Enquanto crescia como fotógrafo Tiago trabalhava na segurança privada da PSP. Foi sempre fotografando as suas viagens e apostando na autoformação, investindo em workshops online de fotógrafos. “Depois estive duas semanas nos EUA com o fotógrafo Alex Strohl, num workshop focado não só na parte técnica mas também na parte de business. Isto foi em 2017-2018.” De repente, aconteceu “tudo ao mesmo tempo”. O chefe que tinha ficou responsável pela área de Relações Públicas e destacou-o para fotógrafo oficial das forças policiais. Lado a lado com o tal amigo do curso da PSP que fez o projecto da revista e com quem começou a gostar de fotografia, que é responsável pela gestão das redes sociais. “Boas coincidências, foi criado todo um novo departamento que não existia, antes havia apenas um fotógrafo que fazia a cobertura das cerimónias, mas hoje estamos mais organizados na criação e produção de conteúdos, esta parte dá-me muito gozo. [...] Na PSP depende do que tenho de registar, há trabalhos muito institucionais e por isso menos criativos, mas em muitos outros consigo contar um pouco mais... Quero mostrar o outro lado da PSP.” E nós queremos ver.

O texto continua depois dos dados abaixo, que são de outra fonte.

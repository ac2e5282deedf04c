//! Edit: add text, an image or a freehand drawing to one PDF.
//!
//! Options are collected per mode but only the active mode's options are
//! checked. Colours are `#rrggbb` strings, the value of an
//! `<input type="color">`.

use serde::{Deserialize, Serialize};

use super::{require_file, ToolKind, ToolOutcome};
use crate::download::DownloadSpec;
use crate::error::{ToolError, ToolResult};
use crate::models::AcceptedFile;

pub const FONT_SIZE_RANGE: (u8, u8) = (8, 72);
pub const OPACITY_RANGE: (u8, u8) = (10, 100);
pub const PEN_SIZE_RANGE: (u8, u8) = (1, 20);

#[derive(Debug, Clone, Copy, PartialEq, Eq, Default, Serialize, Deserialize)]
#[serde(rename_all = "lowercase")]
pub enum EditMode {
    #[default]
    Text,
    Image,
    Draw,
}

impl EditMode {
    pub const ALL: [EditMode; 3] = [EditMode::Text, EditMode::Image, EditMode::Draw];

    pub fn label(&self) -> &'static str {
        match self {
            EditMode::Text => "Add Text",
            EditMode::Image => "Add Image",
            EditMode::Draw => "Draw",
        }
    }
}

/// Where an inserted image sits on the page.
#[derive(Debug, Clone, Copy, PartialEq, Eq, Default, Serialize, Deserialize)]
#[serde(rename_all = "kebab-case")]
pub enum Anchor {
    TopLeft,
    TopCenter,
    TopRight,
    MiddleLeft,
    #[default]
    Center,
    MiddleRight,
    BottomLeft,
    BottomCenter,
    BottomRight,
}

impl Anchor {
    /// Row-major, as laid out in the position grid.
    pub const GRID: [Anchor; 9] = [
        Anchor::TopLeft,
        Anchor::TopCenter,
        Anchor::TopRight,
        Anchor::MiddleLeft,
        Anchor::Center,
        Anchor::MiddleRight,
        Anchor::BottomLeft,
        Anchor::BottomCenter,
        Anchor::BottomRight,
    ];

    pub fn label(&self) -> &'static str {
        match self {
            Anchor::TopLeft => "Top Left",
            Anchor::TopCenter => "Top Center",
            Anchor::TopRight => "Top Right",
            Anchor::MiddleLeft => "Middle Left",
            Anchor::Center => "Center",
            Anchor::MiddleRight => "Middle Right",
            Anchor::BottomLeft => "Bottom Left",
            Anchor::BottomCenter => "Bottom Center",
            Anchor::BottomRight => "Bottom Right",
        }
    }
}

#[derive(Debug, Clone, Copy, PartialEq, Eq, Default, Serialize, Deserialize)]
#[serde(rename_all = "lowercase")]
pub enum PenTool {
    #[default]
    Pen,
    Eraser,
}

#[derive(Debug, Clone, PartialEq, Eq, Serialize, Deserialize)]
#[serde(rename_all = "camelCase")]
pub struct EditOptions {
    pub mode: EditMode,
    pub text: String,
    pub font_size: u8,
    pub text_color: String,
    pub image_opacity: u8,
    pub anchor: Anchor,
    pub pen_color: String,
    pub pen_size: u8,
    pub pen_tool: PenTool,
}

impl Default for EditOptions {
    fn default() -> Self {
        Self {
            mode: EditMode::Text,
            text: String::new(),
            font_size: 16,
            text_color: "#000000".to_string(),
            image_opacity: 100,
            anchor: Anchor::Center,
            pen_color: "#ff0000".to_string(),
            pen_size: 3,
            pen_tool: PenTool::Pen,
        }
    }
}

impl EditOptions {
    /// Check the options of the active mode.
    pub fn validate(&self) -> ToolResult<()> {
        match self.mode {
            EditMode::Text => {
                check_range("fontSize", self.font_size, FONT_SIZE_RANGE)?;
                parse_hex_color(&self.text_color).map_err(|e| with_field(e, "textColor"))?;
            }
            EditMode::Image => check_range("imageOpacity", self.image_opacity, OPACITY_RANGE)?,
            EditMode::Draw => {
                check_range("penSize", self.pen_size, PEN_SIZE_RANGE)?;
                parse_hex_color(&self.pen_color).map_err(|e| with_field(e, "penColor"))?;
            }
        }
        Ok(())
    }
}

/// Parse `#rrggbb` into its channels.
pub fn parse_hex_color(value: &str) -> ToolResult<(u8, u8, u8)> {
    let invalid = || ToolError::InvalidOption {
        field: "color".to_string(),
        message: format!("'{}' is not a #rrggbb colour", value),
    };

    let hex = value.trim().strip_prefix('#').ok_or_else(invalid)?;
    if hex.len() != 6 || !hex.chars().all(|c| c.is_ascii_hexdigit()) {
        return Err(invalid());
    }

    let channel = |i: usize| u8::from_str_radix(&hex[i..i + 2], 16).map_err(|_| invalid());
    Ok((channel(0)?, channel(2)?, channel(4)?))
}

fn check_range(field: &str, value: u8, (min, max): (u8, u8)) -> ToolResult<()> {
    if (min..=max).contains(&value) {
        Ok(())
    } else {
        Err(ToolError::InvalidOption {
            field: field.to_string(),
            message: format!("must be between {} and {}", min, max),
        })
    }
}

fn with_field(err: ToolError, name: &str) -> ToolError {
    match err {
        ToolError::InvalidOption { message, .. } => ToolError::InvalidOption {
            field: name.to_string(),
            message,
        },
        other => other,
    }
}

#[derive(Debug, Clone, PartialEq, Eq, Default)]
pub struct EditRequest {
    pub file: Option<AcceptedFile>,
    pub options: EditOptions,
}

impl EditRequest {
    pub fn process(&self) -> ToolResult<ToolOutcome> {
        let file = require_file(self.file.as_ref())?;
        self.options.validate()?;
        Ok(ToolOutcome::new(
            ToolKind::Edit,
            DownloadSpec::prefixed("edited", &file.name),
        ))
    }
}

#[cfg(test)]
mod tests {
    use super::*;

    fn request(options: EditOptions) -> EditRequest {
        EditRequest {
            file: Some(AcceptedFile::new("form.pdf", 100, "application/pdf")),
            options,
        }
    }

    #[test]
    fn test_defaults_are_valid() {
        let options = EditOptions::default();
        assert_eq!(options.font_size, 16);
        assert_eq!(options.pen_size, 3);
        for mode in EditMode::ALL {
            let options = EditOptions { mode, ..EditOptions::default() };
            assert!(options.validate().is_ok(), "{:?}", mode);
        }
    }

    #[test]
    fn test_parse_hex_color() {
        assert_eq!(parse_hex_color("#000000").unwrap(), (0, 0, 0));
        assert_eq!(parse_hex_color("#FF8000").unwrap(), (255, 128, 0));
        for bad in ["", "000000", "#fff", "#gg0000", "#0000000"] {
            assert!(parse_hex_color(bad).is_err(), "{}", bad);
        }
    }

    #[test]
    fn test_invalid_text_color() {
        let options = EditOptions {
            text_color: "red".into(),
            ..EditOptions::default()
        };
        match request(options).process().unwrap_err() {
            ToolError::InvalidOption { field, .. } => assert_eq!(field, "textColor"),
            other => panic!("unexpected error: {:?}", other),
        }
    }

    #[test]
    fn test_only_active_mode_checked() {
        let options = EditOptions {
            mode: EditMode::Image,
            pen_color: "nope".into(),
            image_opacity: 5,
            ..EditOptions::default()
        };
        let err = options.validate().unwrap_err();
        assert!(matches!(err, ToolError::InvalidOption { ref field, .. } if field == "imageOpacity"));
    }

    #[test]
    fn test_anchor_grid() {
        assert_eq!(Anchor::GRID.len(), 9);
        assert_eq!(Anchor::GRID[4], Anchor::default());
        assert_eq!(Anchor::BottomRight.label(), "Bottom Right");
    }

    #[test]
    fn test_output_name() {
        let outcome = request(EditOptions::default()).process().unwrap();
        assert_eq!(outcome.download.file_name, "edited-form.pdf");
    }
}
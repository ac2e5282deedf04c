//! # PDF Tools - file intake and simulated document tools
//!
//! Browser-independent core of the PDF Tools site: the upload intake surface,
//! the tool catalogue, per-tool requests and the synthesized downloads.
//!
//! ## Architecture
//!
//! ```text
//! ┌─────────────┐     ┌─────────────┐     ┌─────────────┐     ┌─────────────┐
//! │  Dropped /  │────▶│   Intake    │────▶│ ToolRequest │────▶│  Download   │
//! │ picked file │     │ (validate)  │     │ (simulate)  │     │ (placeholder│
//! └─────────────┘     └─────────────┘     └─────────────┘     │    PDF)     │
//!                                                             └─────────────┘
//! ```
//!
//! ## Quick Start
//!
//! ```rust
//! use futures::executor::block_on;
//! use futures::future::ready;
//! use pdftools::tools::{MergeRequest, ToolRequest};
//! use pdftools::{simulate, AcceptedFile, IntakeSurface, ToolKind};
//!
//! let mut surface = IntakeSurface::new(ToolKind::Merge.intake_config());
//! surface
//!     .submit(vec![
//!         AcceptedFile::new("a.pdf", 1_024, "application/pdf"),
//!         AcceptedFile::new("b.pdf", 2_048, "application/pdf"),
//!     ])
//!     .unwrap();
//!
//! let request = ToolRequest::Merge(MergeRequest::new(surface.files().to_vec()));
//! let outcome = block_on(simulate(ready(()), request)).unwrap();
//! assert_eq!(outcome.download.file_name, "merged-document.pdf");
//! ```
//!
//! ## Modules
//!
//! - [`error`] - Intake and tool error types
//! - [`config`] - Limits, timings and fixed copy
//! - [`models`] - Accepted files and accept maps
//! - [`intake`] - The upload intake surface
//! - [`progress`] - Simulated upload progress
//! - [`tools`] - Tool catalogue, requests and outcomes
//! - [`processing`] - Delayed, cancellable processing runs
//! - [`download`] - Output names and the placeholder PDF

// Core modules
pub mod config;
pub mod error;
pub mod models;

// Intake
pub mod intake;
pub mod progress;

// Tools
pub mod processing;
pub mod tools;

// Output
pub mod download;

// =============================================================================
// Re-exports - Error types
// =============================================================================

pub use error::{IntakeError, IntakeResult, ToolError, ToolResult};

// =============================================================================
// Re-exports - Models
// =============================================================================

pub use models::{AcceptMap, AcceptedFile};

// =============================================================================
// Re-exports - Intake
// =============================================================================

pub use intake::{IntakeConfig, IntakeSurface};
pub use progress::UploadProgress;

// =============================================================================
// Re-exports - Tools
// =============================================================================

pub use processing::{simulate, ProcessingJob};
pub use tools::{OutcomeDetail, ToolKind, ToolOutcome, ToolRequest};

// =============================================================================
// Re-exports - Download
// =============================================================================

pub use download::{placeholder_pdf, DownloadArtifact, DownloadSpec};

‘Tudo está bem quando acaba bem, se ainda não estiver bem, é porque não acabou ainda...’ O provérbio indiano referido no filme The Best Exotic Marigold Hotel parece subscrever a vida de Tiago. Hoje, está a fazer exactamente o que gosta e nem sequer teve, como muitos, de largar tudo e mudar de vida. Bastou-lhe escolher o caminho errado.